** Aim of the task **
Range to reproduce from the entries below: the line with "key authentication middleware.", the line with "Mark the session", and every line in between. Give them exactly and give nothing else.

(Saved entries)
□ □ □ □
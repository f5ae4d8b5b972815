//! Middleware modules
//!
//! Contains the API key authentication middleware.

pub mod auth;
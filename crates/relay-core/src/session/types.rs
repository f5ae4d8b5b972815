//! Session types

use chrono::{DateTime, Utc};
use serde::{Deserialize, Serialize};

use crate::{Error, Result};

/// Longest session id accepted from a client
pub const MAX_SESSION_ID_LEN: usize = 128;

/// A logical conversation thread spanning zero or more relay runs
#[derive(Debug, Clone, PartialEq, Eq, Serialize, Deserialize)]
#[serde(rename_all = "camelCase")]
pub struct Session {
    /// Unique session identifier
    pub id: String,
    /// Session creation timestamp (never changes)
    pub created_at: DateTime<Utc>,
    /// Last time the session was resolved
    pub last_accessed_at: DateTime<Utc>,
}

impl Session {
    /// Create a session with a freshly generated id
    pub fn new() -> Self {
        Self::with_id(generate_session_id())
    }

    /// Create a session with a caller-chosen id
    pub fn with_id(id: impl Into<String>) -> Self {
        Self::created_at(id, Utc::now())
    }

    pub(crate) fn created_at(id: impl Into<String>, now: DateTime<Utc>) -> Self {
        Self {
            id: id.into(),
            created_at: now,
            last_accessed_at: now,
        }
    }

    /// Mark the session as accessed at `now`
    pub fn touch(&mut self, now: DateTime<Utc>) {
        // Clock steps backwards must not move the timestamp backwards
        if now > self.last_accessed_at {
            self.last_accessed_at = now;
        }
    }

    /// How long the session has been idle as of `now`
    pub fn idle_for(&self, now: DateTime<Utc>) -> chrono::Duration {
        now - self.last_accessed_at
    }
}

impl Default for Session {
    fn default() -> Self {
        Self::new()
    }
}

/// Generate a new random session id (UUID v4)
pub fn generate_session_id() -> String {
    uuid::Uuid::new_v4().to_string()
}

/// Check that a client-supplied session id is safe to store and to echo
/// back in a response header.
pub fn validate_session_id(id: &str) -> Result<()> {
    if id.is_empty() {
        return Err(Error::Validation("session id must not be empty".to_string()));
    }
    if id.len() > MAX_SESSION_ID_LEN {
        return Err(Error::Validation(format!(
            "session id must be at most {} characters",
            MAX_SESSION_ID_LEN
        )));
    }
    if let Some(c) = id
        .chars()
        .find(|c| !(c.is_ascii_alphanumeric() || matches!(c, '-' | '_' | '.')))
    {
        return Err(Error::Validation(format!(
            "session id contains invalid character {:?}",
            c
        )));
    }
    Ok(())
}
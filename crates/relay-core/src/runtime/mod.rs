//! Agent runtime abstraction
//!
//! An agent runtime turns a prompt into a lazy, ordered stream of
//! [`AgentMessage`]s. The stream ends normally when the agent is done, or
//! yields an `Err` when the agent fails; dropping it cancels the run.

mod claude;
mod message;
mod options;
mod scripted;

use async_trait::async_trait;
use futures::stream::BoxStream;

use crate::Result;

pub use claude::{ClaudeCliRuntime, PERMISSION_MODE};
pub use message::{AgentMessage, MessageKind};
pub use options::{AgentOptions, AgentRequest};
pub use scripted::{ScriptStep, ScriptedRuntime};

/// Stream of messages produced by one agent invocation
pub type EventStream = BoxStream<'static, Result<AgentMessage>>;

/// Something that can run an agent and stream its messages
#[async_trait]
pub trait AgentRuntime: Send + Sync {
    /// Runtime name for logs
    fn name(&self) -> &str;

    /// Start one invocation.
    ///
    /// An `Err` here means the agent could not be started at all.
    async fn start(&self, request: AgentRequest) -> Result<EventStream>;
}
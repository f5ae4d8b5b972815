//! Route definitions
//!
//! Defines all HTTP API endpoints.

use axum::{
    Router, middleware,
    routing::{get, post},
};

use crate::handlers::{chat, delete_session, get_session, health, list_sessions};
use crate::middleware::auth::auth_middleware;
use crate::server::AppState;

/// Create the API router
pub fn routes(state: AppState) -> Router<AppState> {
    let protected = Router::new()
        // Streaming chat
        .route("/chat", post(chat))
        // Session management
        .route("/sessions", get(list_sessions))
        .route("/sessions/{session_id}", get(get_session).delete(delete_session))
        .route_layer(middleware::from_fn_with_state(state, auth_middleware));

    Router::new()
        // Health check
        .route("/health", get(health))
        .merge(protected)
}
//! Options for one agent invocation

use std::collections::BTreeMap;

use serde::{Deserialize, Serialize};
use serde_json::json;

use crate::config::{Config, DEFAULT_SYSTEM_PROMPT, McpServerConfig};

/// Agent settings; every field is optional so the same type serves as
/// server defaults and as per-request overrides.
#[derive(Debug, Clone, Default, PartialEq, Serialize, Deserialize)]
#[serde(rename_all = "camelCase")]
pub struct AgentOptions {
    #[serde(default, skip_serializing_if = "Option::is_none")]
    pub system_prompt: Option<String>,

    #[serde(default, skip_serializing_if = "Option::is_none")]
    pub model: Option<String>,

    #[serde(default, skip_serializing_if = "Option::is_none")]
    pub max_turns: Option<u32>,

    #[serde(default, skip_serializing_if = "Option::is_none")]
    pub cwd: Option<String>,

    #[serde(default, skip_serializing_if = "BTreeMap::is_empty")]
    pub mcp_servers: BTreeMap<String, McpServerConfig>,
}

impl AgentOptions {
    /// Server-wide defaults from configuration
    pub fn from_config(config: &Config) -> Self {
        Self {
            system_prompt: Some(config.agent.system_prompt.clone()),
            model: config.agent.model.clone(),
            max_turns: config.agent.max_turns,
            cwd: config.agent.cwd.clone(),
            mcp_servers: config.mcp.servers.clone(),
        }
    }

    /// Layer `overrides` on top of `self`.
    ///
    /// Scalars present in `overrides` replace ours. MCP server maps are merged
    /// by name with the override's entry winning on collision.
    pub fn merged(&self, overrides: &AgentOptions) -> AgentOptions {
        let mut mcp_servers = self.mcp_servers.clone();
        mcp_servers.extend(
            overrides
                .mcp_servers
                .iter()
                .map(|(name, server)| (name.clone(), server.clone())),
        );

        AgentOptions {
            system_prompt: non_empty(&overrides.system_prompt).or_else(|| non_empty(&self.system_prompt)),
            model: non_empty(&overrides.model).or_else(|| non_empty(&self.model)),
            max_turns: overrides.max_turns.or(self.max_turns),
            cwd: non_empty(&overrides.cwd).or_else(|| non_empty(&self.cwd)),
            mcp_servers,
        }
    }

    /// Effective system prompt
    pub fn system_prompt(&self) -> &str {
        self.system_prompt
            .as_deref()
            .filter(|p| !p.trim().is_empty())
            .unwrap_or(DEFAULT_SYSTEM_PROMPT)
    }

    /// `{"mcpServers": {...}}` document for the agent CLI, or `None` when
    /// no servers are configured.
    pub fn mcp_config_json(&self) -> Option<String> {
        if self.mcp_servers.is_empty() {
            return None;
        }
        Some(json!({ "mcpServers": self.mcp_servers }).to_string())
    }
}

fn non_empty(value: &Option<String>) -> Option<String> {
    value.as_ref().filter(|v| !v.trim().is_empty()).cloned()
}

/// A fully-resolved request to the agent runtime
#[derive(Debug, Clone, PartialEq)]
pub struct AgentRequest {
    pub prompt: String,
    pub options: AgentOptions,
}
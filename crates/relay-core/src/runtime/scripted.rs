//! In-process runtime that replays a fixed script
//!
//! Used by tests and local demos where spawning a real agent is not wanted.

use std::sync::atomic::{AtomicBool, AtomicUsize, Ordering};
use std::sync::{Arc, Mutex};

use async_trait::async_trait;
use futures::StreamExt;

use crate::runtime::{AgentMessage, AgentRequest, AgentRuntime, EventStream};
use crate::{Error, Result};

/// One step of a scripted run
#[derive(Debug, Clone)]
pub enum ScriptStep {
    /// Yield this message
    Message(AgentMessage),
    /// Yield a runtime error and end the stream
    Fail(String),
    /// Never yield again; the stream stays open until dropped
    Pending,
}

impl From<AgentMessage> for ScriptStep {
    fn from(message: AgentMessage) -> Self {
        ScriptStep::Message(message)
    }
}

/// Runtime replaying the same script for every invocation
#[derive(Debug, Clone, Default)]
pub struct ScriptedRuntime {
    steps: Vec<ScriptStep>,
    start_error: Option<String>,
    requests: Arc<Mutex<Vec<AgentRequest>>>,
    started: Arc<AtomicUsize>,
    dropped: Arc<AtomicBool>,
}

impl ScriptedRuntime {
    pub fn new(steps: Vec<ScriptStep>) -> Self {
        Self {
            steps,
            ..Default::default()
        }
    }

    /// Replay plain messages with no failure
    pub fn from_messages(messages: impl IntoIterator<Item = AgentMessage>) -> Self {
        Self::new(messages.into_iter().map(ScriptStep::Message).collect())
    }

    /// Every `start` call fails with `message`
    pub fn failing_start(message: impl Into<String>) -> Self {
        Self {
            start_error: Some(message.into()),
            ..Default::default()
        }
    }

    /// Number of successful `start` calls
    pub fn started(&self) -> usize {
        self.started.load(Ordering::SeqCst)
    }

    pub fn last_request(&self) -> Option<AgentRequest> {
        self.requests.lock().ok()?.last().cloned()
    }

    /// Whether a stream handed out by this runtime has been dropped
    pub fn stream_dropped(&self) -> bool {
        self.dropped.load(Ordering::SeqCst)
    }
}

/// Sets the shared flag when the scripted stream goes away
struct DropFlag(Arc<AtomicBool>);

impl Drop for DropFlag {
    fn drop(&mut self) {
        self.0.store(true, Ordering::SeqCst);
    }
}

#[async_trait]
impl AgentRuntime for ScriptedRuntime {
    fn name(&self) -> &str {
        "scripted"
    }

    async fn start(&self, request: AgentRequest) -> Result<EventStream> {
        if let Ok(mut requests) = self.requests.lock() {
            requests.push(request);
        }
        if let Some(message) = &self.start_error {
            return Err(Error::Runtime(message.clone()));
        }
        self.started.fetch_add(1, Ordering::SeqCst);

        let flag = DropFlag(self.dropped.clone());
        let steps = self.steps.clone().into_iter();
        let stream = futures::stream::unfold((steps, flag, false), |(mut steps, flag, done)| async move {
            if done {
                return None;
            }
            match steps.next()? {
                ScriptStep::Message(message) => {
                    tokio::task::yield_now().await;
                    Some((Ok(message), (steps, flag, false)))
                }
                ScriptStep::Fail(message) => Some((Err(Error::Runtime(message)), (steps, flag, true))),
                ScriptStep::Pending => {
                    std::future::pending::<()>().await;
                    None
                }
            }
        });
        Ok(stream.boxed())
    }
}
use colored::Colorize;
use reconcile::{DiffType, ModuleDiff, SyncSummary};

/// Print an info message
pub fn info(msg: &str) {
    println!("{} {}", "ℹ".blue(), msg);
}

/// Print a success message
pub fn success(msg: &str) {
    println!("{} {}", "✓".green(), msg);
}

/// Print a warning message
pub fn warn(msg: &str) {
    println!("{} {}", "⚠".yellow(), msg);
}

/// Print an error message
pub fn error(msg: &str) {
    eprintln!("{} {}", "✗".red(), msg);
}

/// Print a dim/muted message
pub fn dim(msg: &str) {
    println!("  {}", msg.dimmed());
}

/// Print a header/title
pub fn header(title: &str) {
    println!();
    println!("{}", title.bold());
    println!("{}", "─".repeat(title.chars().count()).dimmed());
}

/// Print a section header
pub fn section(title: &str) {
    println!();
    println!("{}", title.cyan().bold());
}

/// Print a key-value pair
pub fn kv(key: &str, value: &str) {
    println!("  {}: {}", key.dimmed(), value);
}

// ============================================================================
// Diff Rendering
// ============================================================================

/// Marker shown in front of a diff line
pub fn diff_marker(diff: &ModuleDiff) -> &'static str {
    match diff.kind() {
        Ok(DiffType::Add) => "+",
        Ok(DiffType::Remove) => "-",
        Ok(DiffType::Changed) => "~",
        Ok(DiffType::Unchanged) => "=",
        Err(_) => "?",
    }
}

/// Print one module diff line
pub fn diff_line(diff: &ModuleDiff) {
    let marker = diff_marker(diff);
    let text = diff.to_string();
    let line = match diff.kind() {
        Ok(DiffType::Add) => format!("{marker} {text}").green(),
        Ok(DiffType::Remove) => format!("{marker} {text}").red(),
        Ok(DiffType::Changed) => format!("{marker} {text}").yellow(),
        Ok(DiffType::Unchanged) => format!("{marker} {text}").dimmed(),
        Err(_) => format!("{marker} {text}").magenta(),
    };
    println!("  {line}");
}

/// One-line summary of applied changes
pub fn format_summary(summary: &SyncSummary) -> String {
    format!(
        "{} created, {} updated, {} removed, {} unchanged",
        summary.created, summary.updated, summary.removed, summary.unchanged
    )
}

// ============================================================================
// Tests
// ============================================================================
□ □ □ □
** Finished exercise **
//! Contains the API key authentication middleware.

pub mod auth;
filename crates/relay-core/src/session/types.rs
repository f5ae4d8b5b972815
//! Session types

use chrono::{DateTime, Utc};
use serde::{Deserialize, Serialize};

use crate::{Error, Result};

/// Longest session id accepted from a client
pub const MAX_SESSION_ID_LEN: usize = 128;

/// A logical conversation thread spanning zero or more relay runs
#[derive(Debug, Clone, PartialEq, Eq, Serialize, Deserialize)]
#[serde(rename_all = "camelCase")]
pub struct Session {
    /// Unique session identifier
    pub id: String,
    /// Session creation timestamp (never changes)
    pub created_at: DateTime<Utc>,
    /// Last time the session was resolved
    pub last_accessed_at: DateTime<Utc>,
}

impl Session {
    /// Create a session with a freshly generated id
    pub fn new() -> Self {
        Self::with_id(generate_session_id())
    }

    /// Create a session with a caller-chosen id
    pub fn with_id(id: impl Into<String>) -> Self {
        Self::created_at(id, Utc::now())
    }

    pub(crate) fn created_at(id: impl Into<String>, now: DateTime<Utc>) -> Self {
        Self {
            id: id.into(),
            created_at: now,
            last_accessed_at: now,
        }
    }

    /// Mark the session as accessed at `now`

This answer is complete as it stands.